TASK DESCRIPTION - Two lines in the listing below mark the span: one contains "to monitor table" and one contains "client down failed.". Reproduce both of them and everything between, exactly.

DATASET RECORDS -
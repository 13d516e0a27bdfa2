//! Error types surfaced by the agent API.

use thiserror::Error;

use ovsgate_db::DbError;
use ovsgate_types::OvsTable;

/// Errors returned by [`crate::OvsAgent`] entry points.
#[derive(Debug, Error)]
pub enum AgentError {
    /// Establishing the database connection failed.
    #[error("failed to connect to the database: {source}")]
    Connect {
        #[source]
        source: DbError,
    },
    /// Writing a submission to the transport failed; the transaction was
    /// rolled back.
    #[error("failed to submit request {rid}: {source}")]
    Submit {
        rid: String,
        #[source]
        source: DbError,
    },
    /// Registering a monitor subscription failed.
    #[error("failed to monitor table {table}: {source}")]
    Monitor {
        table: OvsTable,
        #[source]
        source: DbError,
    },
    /// Cancelling a monitor subscription failed.
    #[error("failed to cancel monitor {monitor_id}: {source}")]
    MonitorCancel {
        monitor_id: String,
        #[source]
        source: DbError,
    },
    /// Shutting the database client down failed.
    #[error("database shutdown failed: {source}")]
    Shutdown {
        #[source]
        source: DbError,
    },
}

COMPLETED TASK -
    #[error("failed to monitor table {table}: {source}")]
    Monitor {
        table: OvsTable,
        #[source]
        source: DbError,
    },
    /// Cancelling a monitor subscription failed.
    #[error("failed to cancel monitor {monitor_id}: {source}")]
    MonitorCancel {
        monitor_id: String,
        #[source]
        source: DbError,
    },
    /// Shutting the database client down failed.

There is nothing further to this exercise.